Image Type

Boxall’s Angle (Sacral Inclination)

1) Description of Measurement

Boxall’s Angle, also known as the Sacral Inclination Angle, is a radiographic parameter used to assess sacral orientation relative to the vertical axis of the body. It quantifies the anterior tilt of the sacrum, serving as an indirect measure of lumbosacral alignment and pelvic posture.

This measurement is especially useful in evaluating spondylolisthesis, sagittal imbalance, and pelvic compensation. An increased Boxall’s Angle indicates a more anteriorly inclined sacrum and, consequently, greater lumbar lordosis and shear stress across the lumbosacral junction. A reduced angle corresponds to posterior pelvic rotation, often seen in flat-back or compensatory alignment patterns.

2) Instructions to Measure

  • Obtain a standing lateral lumbosacral X-ray including the full sacrum and lumbar spine.

  • Identify the posterior surface of the sacrum—a straight line can be drawn along its posterior cortical margin.

  • Draw a vertical reference line perpendicular to the horizontal (ground) plane.

  • Measure the angle formed between the posterior sacral line and the vertical reference line.

    • This is the Boxall’s Angle (Sacral Inclination).

    • The angle opens anteriorly, representing the degree of sacral tilt relative to the vertical axis.

  • Record the result in degrees (°).

  • For consistency, ensure that the patient’s posture is neutral (knees extended, pelvis level) during X-ray acquisition.

3) Normal vs. Pathologic Ranges

  • Normal Sacral Inclination: 30-50°; balanced sacral inclination; physiologic lumbosacral posture

  • Decreased Inclination/posterior tilt: < 30°; flat-back posture, posterior pelvic rotation, reduced lumbar lordosis

  • Increased Inclination/anterior tilt: > 50°; anterior pelvic rotation, hyperlordosis, predisposition to spondylolisthesis

Key Point:

Higher Sacral Inclination corresponds to increased lumbosacral shear forces and greater slip tendency in high-grade spondylolisthesis.

4) Important References

Boxall D, Bradford DS, Winter RB, Moe JH. Management of severe spondylolisthesis in children and adolescents. J Bone Joint Surg Am. 1979;61(4):479–495.

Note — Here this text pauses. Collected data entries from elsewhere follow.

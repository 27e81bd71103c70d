use std::fs;
use std::path::{Path, PathBuf};

use serde::Deserialize;

use crate::error::SummaryError;
use crate::fiscal;
use crate::formatting::Precision;

/// Full run configuration, threaded explicitly through every entry point.
#[derive(Debug, Clone, Default, Deserialize)]
#[serde(default, deny_unknown_fields)]
pub struct SummaryConfig {
    pub paths: PathsConfig,
    pub run: RunConfig,
    pub coverage: CoverageConfig,
    pub vendors: VendorConfig,
    pub precision: Precision,
}

#[derive(Debug, Clone, Deserialize)]
#[serde(default, deny_unknown_fields)]
pub struct PathsConfig {
    pub spending: PathBuf,
    pub owner_orgs: PathBuf,
    pub output: PathBuf,
}

impl Default for PathsConfig {
    fn default() -> Self {
        Self {
            spending: PathBuf::from("data/contract_spending_by_date.csv"),
            owner_orgs: PathBuf::from("data/owner_orgs.csv"),
            output: PathBuf::from("data/out"),
        }
    }
}

#[derive(Debug, Clone, Deserialize)]
#[serde(default, deny_unknown_fields)]
pub struct RunConfig {
    /// Gate for every CSV write; false turns the run into a dry run.
    pub update_summary_csv_files: bool,
    /// Gate for removing the vendor/department/category/overall roots first.
    pub remove_existing_summary_folders: bool,
    /// Cohort used for the per-entity exports.
    pub summary_type: String,
}

impl Default for RunConfig {
    fn default() -> Self {
        Self {
            update_summary_csv_files: true,
            remove_existing_summary_folders: false,
            summary_type: crate::schema::summary_type::ALL.to_string(),
        }
    }
}

#[derive(Debug, Clone, Deserialize)]
#[serde(default, deny_unknown_fields)]
pub struct CoverageConfig {
    pub start_fiscal_year: i64,
    pub end_fiscal_year: i64,
}

impl Default for CoverageConfig {
    fn default() -> Self {
        Self {
            start_fiscal_year: 2017,
            end_fiscal_year: fiscal::last_completed_fiscal_year(),
        }
    }
}

impl CoverageConfig {
    /// Number of fiscal years in the window, inclusive on both ends.
    pub fn years(&self) -> i64 {
        self.end_fiscal_year - self.start_fiscal_year + 1
    }
}

#[derive(Debug, Clone, Deserialize)]
#[serde(default, deny_unknown_fields)]
pub struct VendorConfig {
    /// Minimum average annual value for a vendor to get its own exports.
    pub annual_threshold: f64,
    /// Length of the "recent years" window for the second inclusion pass.
    pub recent_years: i64,
}

impl Default for VendorConfig {
    fn default() -> Self {
        Self {
            annual_threshold: 1_000_000.0,
            recent_years: 3,
        }
    }
}

impl SummaryConfig {
    /// Load a TOML config file. A missing file yields the defaults.
    pub fn load(path: &Path) -> Result<Self, SummaryError> {
        if !path.exists() {
            tracing::debug!(path = %path.display(), "config file not found, using defaults");
            return Ok(Self::default());
        }
        let text = fs::read_to_string(path)?;
        Self::from_toml(&text)
    }

    pub fn from_toml(text: &str) -> Result<Self, SummaryError> {
        let config: SummaryConfig = toml::from_str(text)?;
        config.validate()?;
        Ok(config)
    }

    pub fn validate(&self) -> Result<(), SummaryError> {
        if self.coverage.years() < 1 {
            return Err(SummaryError::Config(format!(
                "coverage window is empty: start_fiscal_year {} > end_fiscal_year {}",
                self.coverage.start_fiscal_year, self.coverage.end_fiscal_year
            )));
        }
        if self.vendors.recent_years < 1 {
            return Err(SummaryError::Config(format!(
                "vendors.recent_years must be at least 1, got {}",
                self.vendors.recent_years
            )));
        }
        if !self.vendors.annual_threshold.is_finite() {
            return Err(SummaryError::Config(
                "vendors.annual_threshold must be a finite number".into(),
            ));
        }
        if !(self.precision.fancy_accuracy > 0.0) {
            return Err(SummaryError::Config(
                "precision.fancy_accuracy must be positive".into(),
            ));
        }
        Ok(())
    }
}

Dubousset J, Herring JA, Shufflebarger H. Spondylolisthesis in children and adolescents. Spine. 1999;24(24):2640–2648.

Marchetti PG, Bartolozzi P. Classification of spondylolisthesis as a guideline for treatment. In: Bridwell KH, DeWald RL, eds. The Textbook of Spinal Surgery. Lippincott Williams & Wilkins; 2011.

Labelle H, Roussouly P, Berthonnaud E, Hresko MT, et al. Spino-pelvic alignment after surgical correction for developmental spondylolisthesis. Eur Spine J. 2011;20(Suppl 5):817–825.

Hresko MT, Labelle H, Roussouly P, Berthonnaud E. Classification of high-grade spondylolisthesis based on pelvic balance: the importance of sagittal alignment. Spine. 2007;32(20):2208–2213.

5) Other info....

Boxall’s Angle is particularly valuable in high-grade spondylolisthesis to assess sacral inclination and mechanical instability.

It reflects the degree of anterior sacral tilt, correlating with lumbosacral kyphosis and pelvic compensation.

When combined with Pelvic Incidence (PI), Sacral Slope (SS), and Pelvic Tilt (PT), Boxall’s Angle helps define spinopelvic balance.

In surgical planning, a reduced Boxall’s Angle postoperatively is desirable for achieving stable alignment and minimizing slip recurrence.

Abnormally high values are associated with hyperlordotic compensation and increased shear load at the L5–S1 junction.

EOS or long-cassette standing lateral radiographs are preferred for reproducible spinopelvic measurements.

Serial Boxall’s Angle measurements can help track sagittal correction and pelvic remodeling after fusion or reduction procedures.